Member of Constituent Assembly of India

Personal details
- Born: 25 May 1897 Kallur, Anantapur district
- Died: 20 December 1973 (aged 76)
- Party: Indian National Congress

= Kallur Subba Rao =

Indian politician

Kallur Subba Rao was an Indian freedom activist and politician. He was a scholar in Kannada and Telugu and a teacher by profession.

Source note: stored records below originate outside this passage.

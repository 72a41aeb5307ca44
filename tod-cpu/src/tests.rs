use tod_cpu_ref::CpuRef;
use tod_hal::{
    api::{ContextNew, FftPlanAlloc},
    config::{Environment, EnvironmentBuilder},
    error::Error,
    layouts::{Context, Device, DeviceManager, Direction, FftPlan, Interval, PlanQuality, Staged},
    source::Source,
    test_suite::pointing::{PointingFixture, SENTINEL, test_pointing_missing_mirror, test_pointing_offload},
};

use crate::{CpuHost, CpuOffload};

fn env() -> Environment {
    EnvironmentBuilder::new()
        .max_threads(4)
        .accel_disabled(false)
        .build_with(|_| None)
        .expect("environment")
}

tod_hal::backend_test_suite! {
    mod cpu_host,
    backend = crate::CpuHost,
    env = super::env(),
    tests = {
        pointing_flag_mask => tod_hal::test_suite::pointing::test_pointing_flag_mask,
        pointing_intervals => tod_hal::test_suite::pointing::test_pointing_intervals,
        pointing_use_accel_on_host => tod_hal::test_suite::pointing::test_pointing_use_accel_on_host,
        pointing_empty => tod_hal::test_suite::pointing::test_pointing_empty,
        pointing_boundary_errors => tod_hal::test_suite::pointing::test_pointing_boundary_errors,
        fft_roundtrip => tod_hal::test_suite::fft::test_fft_roundtrip,
        fft_white_noise => tod_hal::test_suite::fft::test_fft_white_noise,
        fft_scale_and_repeat => tod_hal::test_suite::fft::test_fft_scale_and_repeat,
        fft_invalid_size => tod_hal::test_suite::fft::test_fft_invalid_size,
        fft_matches_reference => tod_hal::test_suite::fft::test_fft_matches_reference,
    }
}

tod_hal::backend_test_suite! {
    mod cpu_offload,
    backend = crate::CpuOffload,
    env = super::env(),
    tests = {
        pointing_flag_mask => tod_hal::test_suite::pointing::test_pointing_flag_mask,
        pointing_intervals => tod_hal::test_suite::pointing::test_pointing_intervals,
        pointing_empty => tod_hal::test_suite::pointing::test_pointing_empty,
        pointing_boundary_errors => tod_hal::test_suite::pointing::test_pointing_boundary_errors,
        fft_roundtrip => tod_hal::test_suite::fft::test_fft_roundtrip,
        fft_white_noise => tod_hal::test_suite::fft::test_fft_white_noise,
        fft_scale_and_repeat => tod_hal::test_suite::fft::test_fft_scale_and_repeat,
        fft_matches_reference => tod_hal::test_suite::fft::test_fft_matches_reference,
    }
}

tod_hal::cross_backend_test_suite! {
    mod cpu_host_vs_ref,
    backend_ref = tod_cpu_ref::CpuRef,
    backend_test = crate::CpuHost,
    env = super::env(),
    tests = {
        pointing => tod_hal::test_suite::pointing::test_pointing_cross,
        fft => tod_hal::test_suite::fft::test_fft_cross,
    }
}

tod_hal::cross_backend_test_suite! {
    mod cpu_offload_vs_ref,
    backend_ref = tod_cpu_ref::CpuRef,
    backend_test = crate::CpuOffload,
    env = super::env(),
    tests = {
        pointing => tod_hal::test_suite::pointing::test_pointing_cross,
        fft => tod_hal::test_suite::fft::test_fft_cross,
    }
}

#[test]
fn offload_selects_device_by_rank() {
    for (rank, disabled, expected) in [
        (0, false, Device::Accel(0)),
        (5, false, Device::Accel(0)),
        (0, true, Device::Host),
    ] {
        let env: Environment = EnvironmentBuilder::new()
            .max_threads(1)
            .accel_disabled(disabled)
            .node(rank, 8)
            .build_with(|_| None)
            .unwrap();
        let ctx: Context<CpuOffload> = Context::<CpuOffload>::new(&env).unwrap();
        assert_eq!(ctx.get_device(), expected);
        assert_eq!(ctx.devices().n_devices(), 1);
    }

    let ctx: Context<CpuHost> = Context::<CpuHost>::new(&env()).unwrap();
    assert!(ctx.device_is_host());
    assert_eq!(ctx.devices().n_devices(), 0);
}

fn stage_all(devices: &mut DeviceManager, fx: &PointingFixture) -> [Staged; 4] {
    [
        devices.stage("boresight", &fx.boresight).unwrap(),
        devices.stage("quats", &fx.quats).unwrap(),
        devices.stage("intervals", &fx.intervals).unwrap(),
        devices.stage("shared_flags", &fx.flags).unwrap(),
    ]
}

#[test]
fn offload_device_path() {
    let mut ctx: Context<CpuOffload> = Context::<CpuOffload>::new(&env()).unwrap();
    test_pointing_offload(&mut ctx);
}

#[test]
fn offload_missing_mirror() {
    let mut ctx: Context<CpuOffload> = Context::<CpuOffload>::new(&env()).unwrap();
    test_pointing_missing_mirror(&mut ctx);
}

/// Device output synchronized back to the host equals the serial reference.
#[test]
fn offload_device_matches_reference() {
    let mut ctx: Context<CpuOffload> = Context::<CpuOffload>::new(&env()).unwrap();
    let ctx_ref: Context<CpuRef> = Context::<CpuRef>::new(&env()).unwrap();

    let mut source: Source = Source::new([31u8; 32]);
    let mut fx: PointingFixture = PointingFixture::random(&mut source, 12, 16, 2000, &[(0, 499), (600, 1999)]);
    let mut fx_ref: PointingFixture = PointingFixture::random(&mut Source::new([31u8; 32]), 12, 16, 2000, &[(0, 499), (600, 1999)]);

    let _staged: [Staged; 4] = stage_all(ctx.devices_mut(), &fx);

    fx.run(&ctx, 0x04, true).unwrap();
    ctx.devices().update_host("quats", &mut fx.quats).unwrap();
    fx_ref.run(&ctx_ref, 0x04, false).unwrap();

    assert_eq!(
        fx.quats.iter().map(|x| x.to_bits()).collect::<Vec<u64>>(),
        fx_ref.quats.iter().map(|x| x.to_bits()).collect::<Vec<u64>>()
    );
}

/// Refreshing a staged input with `update_device` is seen by the next launch.
#[test]
fn offload_update_device() {
    let mut ctx: Context<CpuOffload> = Context::<CpuOffload>::new(&env()).unwrap();
    let mut source: Source = Source::new([32u8; 32]);
    let mut fx: PointingFixture = PointingFixture::random(&mut source, 2, 2, 100, &[(0, 99)]);

    let _staged: [Staged; 4] = stage_all(ctx.devices_mut(), &fx);

    fx.flags.fill(0xff);
    ctx.devices_mut().update_device("shared_flags", &fx.flags).unwrap();

    fx.run(&ctx, 0x01, true).unwrap();
    ctx.devices().update_host("quats", &mut fx.quats).unwrap();
    assert_eq!(fx.quats, fx.expected(0x01));

    // Every sample flagged: rows hold the focal plane offsets.
    for (d, &row) in fx.q_index.iter().enumerate() {
        let off: usize = row as usize * 100 * 4;
        assert_eq!(&fx.quats[off..off + 4], &fx.focalplane[4 * d..4 * d + 4]);
    }
}

/// The launch checks the interval mirror it iterates, not only the host copy.
#[test]
fn offload_rejects_stale_interval_mirror() {
    let mut ctx: Context<CpuOffload> = Context::<CpuOffload>::new(&env()).unwrap();
    let mut source: Source = Source::new([33u8; 32]);
    let mut fx: PointingFixture = PointingFixture::random(&mut source, 1, 1, 4, &[(0, 3)]);

    fx.intervals[0] = Interval::from_samples(0, 100_000);
    let _staged: [Staged; 4] = stage_all(ctx.devices_mut(), &fx);
    fx.intervals[0] = Interval::from_samples(0, 3);

    assert_eq!(
        fx.run(&ctx, 0x01, true),
        Err(Error::InvalidInterval {
            index: 0,
            first: 0,
            last: 100_000,
            n_samp: 4,
        })
    );

    ctx.devices().update_host("quats", &mut fx.quats).unwrap();
    assert!(fx.quats.iter().all(|&x| x == SENTINEL));

    // Once the mirror is refreshed the launch goes through.
    ctx.devices_mut().update_device("intervals", &fx.intervals).unwrap();
    fx.run(&ctx, 0x01, true).unwrap();
    ctx.devices().update_host("quats", &mut fx.quats).unwrap();
    assert_eq!(fx.quats, fx.expected(0x01));
}

#[test]
fn staging_requires_device() {
    let mut ctx: Context<CpuHost> = Context::<CpuHost>::new(&env()).unwrap();
    let data: Vec<u8> = vec![0; 16];
    assert!(matches!(
        ctx.devices_mut().stage("shared_flags", &data),
        Err(Error::NoAccelerator)
    ));
    assert!(!ctx.devices().is_staged(&data));
}

#[test]
fn exhaustive_plan_matches_fast_plan() {
    let ctx: Context<CpuHost> = Context::<CpuHost>::new(&env()).unwrap();
    let mut fast: FftPlan<CpuHost> = ctx
        .fft_plan_alloc(1000, 3, PlanQuality::Fast, Direction::Forward, 1.0)
        .unwrap();
    let mut exhaustive: FftPlan<CpuHost> = ctx
        .fft_plan_alloc(1000, 3, PlanQuality::Exhaustive, Direction::Forward, 1.0)
        .unwrap();
    assert_eq!(fast.handle().planner(), "auto");
    assert!(["auto", "scalar"].contains(&exhaustive.handle().planner()));

    let mut source: Source = Source::new([33u8; 32]);
    for i in 0..3 {
        source.fill_normal(0.0, 1.0, fast.tdata_mut(i));
        let t: Vec<f64> = fast.tdata(i).to_vec();
        exhaustive.tdata_mut(i).copy_from_slice(&t);
    }
    fast.exec();
    exhaustive.exec();
    for (a, b) in fast.fdata_all().iter().zip(exhaustive.fdata_all()) {
        assert!((a - b).abs() < 1e-9, "{a} != {b}");
    }
}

He was born in Kallur near Hindupur Taluk, Anantapur District. His Father's name was Sri Surappa and his mother's name was Smt Puttamma. Kallur Subba Rao was born on 25 May 1897, and was the first person to start the Congress Movement in Rayalaseema. He studied up to 12th standard. When Subba Rao was 17-year-old, he attended a meeting hosted by Annie Besant. Thereafter, he started participating in other such meetings and became an active member of Indian Freedom Struggle. He was imprisoned for 7 years as a freedom fighter. After Indian independence, he was elected as a Member of Constituent Assembly of India from Madras Presidency. Afterwards, he was awarded Padma Shri in 1967.

He was a great poet and a very good orator. Rutherford, the then collector of Anantapur District, used to call him the "Lion of Congress". Dr. Rajendra Prasad used to call him the "Prison Graduate" because Subba Rao was a great reader of Bhagavad Gita, Ramayana and Bhagavatha.

He was elected as a Member of Legislative Assembly three times. He was an Andhra Pradesh Congress Committee (APCC) General Secretary.

He died on 20 December 1973. A Special Cover on Sri Kalluri Subba Rao was released in Hindupur Division by Andhra Pradesh Postal Circle on 18.12.2021.